Collected data entries
↓↓↓

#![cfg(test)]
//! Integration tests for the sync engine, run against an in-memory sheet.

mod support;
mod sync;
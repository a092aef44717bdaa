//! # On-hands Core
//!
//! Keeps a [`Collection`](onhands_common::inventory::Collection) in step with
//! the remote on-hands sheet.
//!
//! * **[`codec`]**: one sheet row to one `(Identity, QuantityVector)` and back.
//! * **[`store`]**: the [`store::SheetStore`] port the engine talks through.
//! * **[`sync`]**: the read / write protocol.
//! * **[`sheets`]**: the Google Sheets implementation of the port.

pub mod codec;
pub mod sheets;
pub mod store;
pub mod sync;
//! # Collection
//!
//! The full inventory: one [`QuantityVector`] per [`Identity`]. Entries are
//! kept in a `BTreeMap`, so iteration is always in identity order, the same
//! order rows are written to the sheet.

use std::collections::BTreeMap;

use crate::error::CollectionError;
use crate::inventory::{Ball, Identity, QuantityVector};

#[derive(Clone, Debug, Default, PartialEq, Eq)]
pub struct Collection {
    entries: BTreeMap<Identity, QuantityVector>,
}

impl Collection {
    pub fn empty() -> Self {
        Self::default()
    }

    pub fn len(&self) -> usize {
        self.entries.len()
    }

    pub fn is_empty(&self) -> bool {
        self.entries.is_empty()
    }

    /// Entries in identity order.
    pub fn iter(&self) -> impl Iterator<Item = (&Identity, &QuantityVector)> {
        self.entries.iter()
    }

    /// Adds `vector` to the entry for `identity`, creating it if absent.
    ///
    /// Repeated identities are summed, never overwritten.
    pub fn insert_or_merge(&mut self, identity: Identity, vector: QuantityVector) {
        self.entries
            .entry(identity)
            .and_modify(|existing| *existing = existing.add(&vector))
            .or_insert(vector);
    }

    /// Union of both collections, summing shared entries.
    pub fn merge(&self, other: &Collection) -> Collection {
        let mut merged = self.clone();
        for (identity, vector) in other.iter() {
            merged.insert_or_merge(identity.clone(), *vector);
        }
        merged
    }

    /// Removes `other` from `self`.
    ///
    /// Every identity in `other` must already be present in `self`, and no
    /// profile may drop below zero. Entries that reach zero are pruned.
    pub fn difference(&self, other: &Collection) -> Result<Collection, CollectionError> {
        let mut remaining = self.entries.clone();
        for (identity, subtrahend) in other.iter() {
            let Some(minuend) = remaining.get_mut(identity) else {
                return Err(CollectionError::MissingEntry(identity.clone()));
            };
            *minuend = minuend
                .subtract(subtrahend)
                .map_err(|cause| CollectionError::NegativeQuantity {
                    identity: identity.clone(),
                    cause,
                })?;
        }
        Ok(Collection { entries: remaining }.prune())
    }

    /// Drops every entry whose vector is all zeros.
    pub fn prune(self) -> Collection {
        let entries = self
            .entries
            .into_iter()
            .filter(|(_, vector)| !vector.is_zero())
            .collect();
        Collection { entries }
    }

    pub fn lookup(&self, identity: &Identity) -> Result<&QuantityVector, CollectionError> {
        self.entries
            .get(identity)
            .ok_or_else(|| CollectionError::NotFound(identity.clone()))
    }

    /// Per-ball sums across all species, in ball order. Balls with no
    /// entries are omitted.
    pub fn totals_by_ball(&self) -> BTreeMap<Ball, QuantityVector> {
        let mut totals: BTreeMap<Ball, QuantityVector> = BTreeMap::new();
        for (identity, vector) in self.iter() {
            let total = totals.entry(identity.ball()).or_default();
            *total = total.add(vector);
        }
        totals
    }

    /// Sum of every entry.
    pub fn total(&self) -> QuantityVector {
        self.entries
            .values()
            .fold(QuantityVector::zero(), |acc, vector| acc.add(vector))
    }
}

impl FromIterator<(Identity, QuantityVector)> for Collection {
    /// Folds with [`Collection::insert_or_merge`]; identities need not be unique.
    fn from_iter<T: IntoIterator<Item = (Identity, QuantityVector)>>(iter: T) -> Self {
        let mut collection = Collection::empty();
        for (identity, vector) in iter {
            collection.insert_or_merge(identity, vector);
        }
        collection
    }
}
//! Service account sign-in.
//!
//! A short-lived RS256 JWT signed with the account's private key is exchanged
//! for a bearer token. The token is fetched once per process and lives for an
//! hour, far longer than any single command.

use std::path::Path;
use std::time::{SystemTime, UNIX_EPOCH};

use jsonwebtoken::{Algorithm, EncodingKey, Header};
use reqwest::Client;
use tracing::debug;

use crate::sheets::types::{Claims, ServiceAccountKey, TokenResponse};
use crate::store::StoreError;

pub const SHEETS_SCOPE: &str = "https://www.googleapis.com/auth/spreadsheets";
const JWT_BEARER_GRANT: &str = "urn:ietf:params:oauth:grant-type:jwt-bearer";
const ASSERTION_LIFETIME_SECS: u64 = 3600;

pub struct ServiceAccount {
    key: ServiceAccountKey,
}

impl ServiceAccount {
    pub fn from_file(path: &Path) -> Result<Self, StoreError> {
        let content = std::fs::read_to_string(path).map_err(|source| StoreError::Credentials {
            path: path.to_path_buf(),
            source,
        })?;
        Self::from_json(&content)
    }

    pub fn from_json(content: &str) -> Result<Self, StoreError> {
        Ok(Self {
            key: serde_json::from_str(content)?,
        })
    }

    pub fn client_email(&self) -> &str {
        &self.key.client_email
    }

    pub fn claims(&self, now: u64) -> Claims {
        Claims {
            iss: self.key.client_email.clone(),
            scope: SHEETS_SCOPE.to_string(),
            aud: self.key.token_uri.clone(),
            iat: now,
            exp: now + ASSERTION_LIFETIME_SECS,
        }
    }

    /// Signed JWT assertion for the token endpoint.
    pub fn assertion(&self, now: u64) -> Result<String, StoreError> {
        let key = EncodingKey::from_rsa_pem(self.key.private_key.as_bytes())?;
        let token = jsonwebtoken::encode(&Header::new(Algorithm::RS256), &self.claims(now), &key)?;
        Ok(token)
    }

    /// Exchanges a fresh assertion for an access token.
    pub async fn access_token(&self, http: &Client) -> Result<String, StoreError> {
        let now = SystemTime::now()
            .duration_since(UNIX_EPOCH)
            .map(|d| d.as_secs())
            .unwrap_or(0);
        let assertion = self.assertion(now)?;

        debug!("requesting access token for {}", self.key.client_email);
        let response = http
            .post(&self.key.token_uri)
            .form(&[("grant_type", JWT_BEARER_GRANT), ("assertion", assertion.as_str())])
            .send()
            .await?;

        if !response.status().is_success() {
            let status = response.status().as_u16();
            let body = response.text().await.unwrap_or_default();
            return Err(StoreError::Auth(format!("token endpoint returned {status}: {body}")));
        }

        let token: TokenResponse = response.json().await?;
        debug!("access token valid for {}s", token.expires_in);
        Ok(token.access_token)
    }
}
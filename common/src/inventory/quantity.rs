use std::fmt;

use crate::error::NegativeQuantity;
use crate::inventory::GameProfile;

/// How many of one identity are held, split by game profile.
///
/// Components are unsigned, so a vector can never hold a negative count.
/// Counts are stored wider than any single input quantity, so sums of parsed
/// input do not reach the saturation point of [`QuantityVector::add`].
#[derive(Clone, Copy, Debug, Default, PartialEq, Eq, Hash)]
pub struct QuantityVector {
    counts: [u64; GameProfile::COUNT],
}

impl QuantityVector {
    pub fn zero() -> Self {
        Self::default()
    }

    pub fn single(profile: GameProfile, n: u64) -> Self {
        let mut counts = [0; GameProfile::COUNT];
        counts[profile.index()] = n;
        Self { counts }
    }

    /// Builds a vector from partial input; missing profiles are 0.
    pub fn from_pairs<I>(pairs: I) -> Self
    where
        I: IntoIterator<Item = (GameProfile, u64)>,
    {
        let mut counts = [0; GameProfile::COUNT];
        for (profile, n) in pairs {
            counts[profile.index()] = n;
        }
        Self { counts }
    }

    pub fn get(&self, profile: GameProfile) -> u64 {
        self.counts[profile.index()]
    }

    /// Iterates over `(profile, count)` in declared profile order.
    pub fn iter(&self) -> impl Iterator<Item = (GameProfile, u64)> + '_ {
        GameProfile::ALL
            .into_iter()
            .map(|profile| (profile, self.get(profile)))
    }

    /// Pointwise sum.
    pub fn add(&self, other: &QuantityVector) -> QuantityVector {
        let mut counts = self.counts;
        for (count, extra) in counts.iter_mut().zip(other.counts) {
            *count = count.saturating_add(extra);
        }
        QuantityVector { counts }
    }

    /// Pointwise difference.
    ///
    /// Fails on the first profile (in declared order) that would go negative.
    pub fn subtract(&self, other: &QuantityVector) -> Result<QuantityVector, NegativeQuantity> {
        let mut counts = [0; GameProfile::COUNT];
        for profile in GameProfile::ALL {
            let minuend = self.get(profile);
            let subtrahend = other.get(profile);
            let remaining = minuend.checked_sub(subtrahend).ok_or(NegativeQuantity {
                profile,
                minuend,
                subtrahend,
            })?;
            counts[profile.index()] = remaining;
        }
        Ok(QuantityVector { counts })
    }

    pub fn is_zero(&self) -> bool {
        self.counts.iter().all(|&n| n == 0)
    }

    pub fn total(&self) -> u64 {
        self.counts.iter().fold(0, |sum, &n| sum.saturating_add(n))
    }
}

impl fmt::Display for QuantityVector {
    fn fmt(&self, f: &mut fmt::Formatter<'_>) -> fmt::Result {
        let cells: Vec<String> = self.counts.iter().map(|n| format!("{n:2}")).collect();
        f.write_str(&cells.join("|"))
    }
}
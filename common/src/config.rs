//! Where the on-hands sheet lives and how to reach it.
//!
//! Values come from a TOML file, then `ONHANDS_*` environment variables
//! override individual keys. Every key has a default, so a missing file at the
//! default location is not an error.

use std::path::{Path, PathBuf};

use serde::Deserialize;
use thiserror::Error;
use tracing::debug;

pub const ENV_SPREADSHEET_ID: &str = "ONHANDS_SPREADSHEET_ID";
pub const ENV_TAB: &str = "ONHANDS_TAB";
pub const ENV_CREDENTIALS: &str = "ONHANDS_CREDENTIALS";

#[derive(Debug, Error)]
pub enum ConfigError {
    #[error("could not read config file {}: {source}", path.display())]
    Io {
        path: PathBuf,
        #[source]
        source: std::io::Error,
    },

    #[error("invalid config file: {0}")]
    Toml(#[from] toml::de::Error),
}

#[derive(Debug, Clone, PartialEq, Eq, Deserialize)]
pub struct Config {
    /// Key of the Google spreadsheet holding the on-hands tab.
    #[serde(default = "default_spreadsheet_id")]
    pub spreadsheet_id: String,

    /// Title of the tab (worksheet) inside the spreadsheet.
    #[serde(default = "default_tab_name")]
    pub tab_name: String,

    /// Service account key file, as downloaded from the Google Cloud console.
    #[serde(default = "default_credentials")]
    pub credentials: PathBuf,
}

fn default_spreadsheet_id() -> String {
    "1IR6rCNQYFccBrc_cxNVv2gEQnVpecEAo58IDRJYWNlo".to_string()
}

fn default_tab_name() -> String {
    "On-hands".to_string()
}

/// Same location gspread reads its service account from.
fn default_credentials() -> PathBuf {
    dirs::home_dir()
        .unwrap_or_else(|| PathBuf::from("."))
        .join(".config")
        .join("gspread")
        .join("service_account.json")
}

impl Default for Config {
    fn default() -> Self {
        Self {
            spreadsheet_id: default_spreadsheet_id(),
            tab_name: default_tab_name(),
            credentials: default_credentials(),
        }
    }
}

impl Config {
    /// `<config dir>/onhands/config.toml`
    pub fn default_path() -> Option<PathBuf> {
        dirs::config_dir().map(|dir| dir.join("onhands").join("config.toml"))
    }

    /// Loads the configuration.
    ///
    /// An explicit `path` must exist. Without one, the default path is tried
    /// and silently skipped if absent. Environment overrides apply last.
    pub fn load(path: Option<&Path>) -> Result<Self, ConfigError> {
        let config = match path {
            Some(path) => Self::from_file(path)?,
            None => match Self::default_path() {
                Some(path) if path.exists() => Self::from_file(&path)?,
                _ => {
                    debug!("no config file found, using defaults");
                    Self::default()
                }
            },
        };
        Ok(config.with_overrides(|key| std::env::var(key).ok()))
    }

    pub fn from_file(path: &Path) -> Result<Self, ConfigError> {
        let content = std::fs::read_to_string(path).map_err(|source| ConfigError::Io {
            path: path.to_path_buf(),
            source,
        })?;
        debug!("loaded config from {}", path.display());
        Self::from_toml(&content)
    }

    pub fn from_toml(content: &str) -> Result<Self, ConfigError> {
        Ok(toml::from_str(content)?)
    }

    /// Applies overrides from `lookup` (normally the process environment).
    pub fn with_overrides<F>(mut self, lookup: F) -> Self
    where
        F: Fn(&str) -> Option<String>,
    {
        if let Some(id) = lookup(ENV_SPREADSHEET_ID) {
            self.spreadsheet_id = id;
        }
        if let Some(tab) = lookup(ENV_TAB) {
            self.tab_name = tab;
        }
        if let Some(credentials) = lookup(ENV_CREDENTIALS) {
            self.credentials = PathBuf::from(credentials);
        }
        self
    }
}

↑↑↑
↓↓↓

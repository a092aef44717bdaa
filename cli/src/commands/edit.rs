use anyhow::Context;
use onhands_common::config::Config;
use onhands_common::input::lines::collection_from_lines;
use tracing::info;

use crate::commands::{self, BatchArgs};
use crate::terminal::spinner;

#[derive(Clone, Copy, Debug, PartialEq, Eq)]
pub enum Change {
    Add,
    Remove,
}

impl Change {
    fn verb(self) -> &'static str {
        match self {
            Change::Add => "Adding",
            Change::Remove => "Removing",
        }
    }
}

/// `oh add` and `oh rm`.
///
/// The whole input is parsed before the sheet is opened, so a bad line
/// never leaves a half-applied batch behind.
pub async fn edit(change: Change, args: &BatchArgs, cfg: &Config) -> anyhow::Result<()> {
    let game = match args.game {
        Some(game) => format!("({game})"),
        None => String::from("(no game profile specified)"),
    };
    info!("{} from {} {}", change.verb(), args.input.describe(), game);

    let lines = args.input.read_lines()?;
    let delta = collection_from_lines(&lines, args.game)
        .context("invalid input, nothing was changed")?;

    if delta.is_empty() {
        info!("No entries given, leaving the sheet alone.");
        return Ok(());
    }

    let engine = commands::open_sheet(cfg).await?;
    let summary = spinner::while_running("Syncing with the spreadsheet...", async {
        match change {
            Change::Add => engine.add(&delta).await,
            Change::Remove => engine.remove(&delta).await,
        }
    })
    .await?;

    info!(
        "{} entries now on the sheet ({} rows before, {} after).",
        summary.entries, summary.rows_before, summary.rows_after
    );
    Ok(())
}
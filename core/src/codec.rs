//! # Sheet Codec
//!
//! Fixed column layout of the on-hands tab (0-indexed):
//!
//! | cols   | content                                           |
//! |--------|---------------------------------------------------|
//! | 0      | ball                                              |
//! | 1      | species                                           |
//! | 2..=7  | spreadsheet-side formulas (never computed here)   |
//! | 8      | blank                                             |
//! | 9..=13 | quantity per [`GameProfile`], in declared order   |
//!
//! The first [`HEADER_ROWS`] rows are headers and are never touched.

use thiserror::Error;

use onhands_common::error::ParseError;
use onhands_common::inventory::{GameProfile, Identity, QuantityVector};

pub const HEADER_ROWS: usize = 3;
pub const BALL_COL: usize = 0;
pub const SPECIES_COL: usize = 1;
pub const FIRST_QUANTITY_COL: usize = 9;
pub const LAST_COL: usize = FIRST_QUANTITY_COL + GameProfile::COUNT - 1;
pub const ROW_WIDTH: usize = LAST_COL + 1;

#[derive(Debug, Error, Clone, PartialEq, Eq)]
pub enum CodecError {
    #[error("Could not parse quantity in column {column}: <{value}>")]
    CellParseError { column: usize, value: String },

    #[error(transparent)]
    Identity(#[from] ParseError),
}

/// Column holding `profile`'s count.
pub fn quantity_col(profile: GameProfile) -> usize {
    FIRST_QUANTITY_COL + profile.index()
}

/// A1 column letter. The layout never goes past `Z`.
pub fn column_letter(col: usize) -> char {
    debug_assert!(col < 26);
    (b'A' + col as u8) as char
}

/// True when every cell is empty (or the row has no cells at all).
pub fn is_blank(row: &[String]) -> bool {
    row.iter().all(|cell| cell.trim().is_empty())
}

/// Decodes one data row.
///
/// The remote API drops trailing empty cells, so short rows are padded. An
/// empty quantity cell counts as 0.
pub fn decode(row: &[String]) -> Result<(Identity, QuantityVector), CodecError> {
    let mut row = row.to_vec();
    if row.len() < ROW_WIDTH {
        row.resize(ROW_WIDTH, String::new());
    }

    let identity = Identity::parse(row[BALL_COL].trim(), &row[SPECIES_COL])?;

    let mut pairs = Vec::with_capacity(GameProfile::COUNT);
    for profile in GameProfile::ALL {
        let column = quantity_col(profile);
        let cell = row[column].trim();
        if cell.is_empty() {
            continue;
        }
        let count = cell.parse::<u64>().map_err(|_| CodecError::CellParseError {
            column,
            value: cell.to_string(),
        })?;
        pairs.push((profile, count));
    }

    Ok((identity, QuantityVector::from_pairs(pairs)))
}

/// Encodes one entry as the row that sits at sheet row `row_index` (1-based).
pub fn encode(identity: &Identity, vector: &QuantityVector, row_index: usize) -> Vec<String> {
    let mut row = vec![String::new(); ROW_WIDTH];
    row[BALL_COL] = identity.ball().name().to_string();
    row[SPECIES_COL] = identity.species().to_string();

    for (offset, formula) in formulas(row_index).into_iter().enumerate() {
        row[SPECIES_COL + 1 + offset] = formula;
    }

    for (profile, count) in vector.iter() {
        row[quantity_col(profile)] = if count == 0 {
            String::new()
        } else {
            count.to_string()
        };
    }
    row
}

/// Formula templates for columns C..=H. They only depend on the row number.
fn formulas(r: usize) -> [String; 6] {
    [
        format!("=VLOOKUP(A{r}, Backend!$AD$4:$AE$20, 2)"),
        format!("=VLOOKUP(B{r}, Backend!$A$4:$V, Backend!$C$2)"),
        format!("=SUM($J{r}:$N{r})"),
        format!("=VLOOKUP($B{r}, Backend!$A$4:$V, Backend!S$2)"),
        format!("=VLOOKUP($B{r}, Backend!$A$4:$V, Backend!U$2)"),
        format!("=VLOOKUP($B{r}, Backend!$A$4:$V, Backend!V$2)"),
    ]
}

↑↑↑

§ **WHAT THE TASK REQUIRES**
The entries above hold a line with "#![cfg(test)]" and a later line with "full inventory: one". Write out exactly those lines and all lines between, nothing more.

§ **RESPONSE TO THIS TASK**
#![cfg(test)]
//! Integration tests for the sync engine, run against an in-memory sheet.

mod support;
mod sync;
repository a092aef44717bdaa
//! # On-hands Core
//!
//! Keeps a [`Collection`](onhands_common::inventory::Collection) in step with
//! the remote on-hands sheet.
//!
//! * **[`codec`]**: one sheet row to one `(Identity, QuantityVector)` and back.
//! * **[`store`]**: the [`store::SheetStore`] port the engine talks through.
//! * **[`sync`]**: the read / write protocol.
//! * **[`sheets`]**: the Google Sheets implementation of the port.

pub mod codec;
pub mod sheets;
pub mod store;
pub mod sync;
//! # Collection
//!
//! The full inventory: one [`QuantityVector`] per [`Identity`]. Entries are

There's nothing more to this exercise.